DERT ÇİN’İ BİTİRME DEĞİL KONTROL ALTINDA TUTMA
Değinilen misillemeler, ticari ilişkileri beklendiği gibi yavaşlatmadı. Zaten ABD yola çıkarken böyle sonuçlar alacağını bekliyordu. ABD, Çin’in yok olmasını, ekonomisinin çökmesini istemiyor. Üstelik bunun tek nedeni Çin’in elinde tuttuğu ABD tahvilleri de değil. İki ülke arasında ikide bir tıkanan, olmadı baştan denen müzakereler aslında ticaret savaşının politik belirsizlik, ekonomik baskı gibi yöntemlerle Çin’den istenenlerin alınmasına dayanıyor. Yani ABD, eli güçlü bir şekilde Çin ile müzakere yapmayı ve Çin’in ekonomik büyümesinden yeteri kadar elde edemediği avantajı pekiştirmek istiyor. Çin buna karşı değil, ancak ABD’ye 1990’lardaki Çin olmadığını da hatırlatıyor. Nitekim müzakerelerde ABD finans kurumlarına Çin pazarında daha fazla alan açılması talebi, ticaret savaşını masaya çekmede bir strateji olduğuna işaret ediyor.
ABD için şu anda sorun, Çin’in ekonomik hacmi, ekonomi ve yatırım bayrağıyla Latin Amerika’dan Avrupa’ya varlığını pekiştirmesi. Dahası diğer örneklerden farklı olarak küresel üretim zinciri modelindeki değişim ve bunun ABD’ye cari açık olarak yansıması. ABD, bazen dilini sertleştirerek Çin’i hedef alsa da Çin’le diyaloğun olmadığı, ekonomik ilişkilerin sıfırlandığı bir strateji istemiyor. Bu bağlamda Trump’ın da içinden geldiği büyük sermaye çevrelerinden gelen çağrılar, çelik üreticilerinin, tarım ihraç edenlerin Beyaz Saray’ı su yolu haline getirmesi, Trump yönetimini temkinliliğe itiyor. Buysa kademeli ve ekonomik ilişkileri büyük oranda zora sokmayan yollara başvurulmasını zaruri kılıyor. Uygulanan tarifler uyarınca "200 milyar dolar az mı?" denebilir, ancak ticari veriler düşüş değil, tırmanma yönünde.

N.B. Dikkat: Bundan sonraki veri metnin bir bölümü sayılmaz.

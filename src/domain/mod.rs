//! Domain layer containing business logic and domain types.
//!
//! # Module Organization
//!
//! - `foundation` - Shared primitives (errors, state machine trait)
//! - `conversation` - Chat messages, tool calls and the transcript
//! - `tools` - Tool descriptors and the dispatching registry
//! - `orchestrator` - Round-trip state machine and tool-result bookkeeping
//! - `webhook` - Inbound payload classification and verification

pub mod conversation;
pub mod foundation;
pub mod orchestrator;
pub mod tools;
pub mod webhook;
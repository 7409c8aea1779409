//! Application layer - Orchestration and command handlers.
//!
//! This layer coordinates the domain rules with the ports: the chat
//! orchestrator runs one tool-calling round trip, and the handlers wrap it
//! for the webhook and direct-chat entry points.

mod chat_orchestrator;
pub mod handlers;

pub use chat_orchestrator::{ChatError, ChatOrchestrator};
pub use handlers::{
    ChatCommand, ChatCommandError, ChatHandler, ChatResult, GatewaySettings,
    HandleInboundMessageCommand, HandleInboundMessageHandler, HandleInboundMessageResult,
};
use std::process::ExitCode;
use std::sync::Arc;

use clap::Parser;
use tracing::{error, info};
use tracing_subscriber::{fmt, EnvFilter};

use vectorsnap::config::Config;
use vectorsnap::discovery::{discover_nodes, DnsResolver};
use vectorsnap::error::Result;
use vectorsnap::orchestrator::{run_prefix, BackupOrchestrator, RunReport};
use vectorsnap::retry::RetryPolicy;
use vectorsnap::snapshots::{HttpSnapshotApi, SnapshotApi};
use vectorsnap::transfer::compression_level;

fn init_logging() {
    let env_filter = EnvFilter::try_from_default_env().unwrap_or_else(|_| EnvFilter::new("info"));
    fmt().with_env_filter(env_filter).with_target(false).init();
}

async fn run(config: Config) -> Result<RunReport> {
    let store = config.object_store()?;
    let resolver = DnsResolver::from_system_conf()?;
    let http = reqwest::Client::new();

    let nodes = discover_nodes(&resolver, &config.service_address, |address| {
        let api = HttpSnapshotApi::for_address(
            http.clone(),
            address,
            config.control_port,
            config.data_port,
            &config.api_key,
        )?;
        Ok(Arc::new(api) as Arc<dyn SnapshotApi>)
    })
    .await?;
    info!(nodes = nodes.len(), "discovered cluster nodes");

    let mut orchestrator = BackupOrchestrator::new(
        store,
        RetryPolicy::default(),
        compression_level(config.compression_level),
        run_prefix(),
    );
    if let Some(limit) = config.max_concurrency {
        orchestrator = orchestrator.with_max_concurrency(limit);
    }

    Ok(orchestrator.run(&config.collections, &nodes).await)
}

#[tokio::main]
async fn main() -> ExitCode {
    init_logging();

    let config = Config::parse();
    if let Err(err) = config.validate() {
        error!(error = %err, "invalid configuration");
        return ExitCode::from(2);
    }

    match run(config).await {
        Ok(report) => {
            println!(
                "finished, successes: {}/{}",
                report.successes, report.total
            );
            if report.all_succeeded() {
                ExitCode::SUCCESS
            } else {
                ExitCode::FAILURE
            }
        }
        Err(err) => {
            error!(error = %err, "backup run failed");
            ExitCode::FAILURE
        }
    }
}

Özetle, ABD serbest ticarete karşı değil, Türkiye ile ABD arasında bir serbest ticaret anlaşmasının gündeme gelmesi bile bunu doğrular nitelikte. ABD, kendisiyle benzer yöntemler uygulayan, yeteri kadar kontrol altında tutamadığı, ekonomik ve siyasi olarak yayılan Çin’in kendisine zarar vermesine karşı. Bunu da müzakere masasında halletmeye çalışıyor. Bu nedenle iki taraf arasındaki müzakerelerde masaya konulan başlıklara kulak kesilmekte fayda var.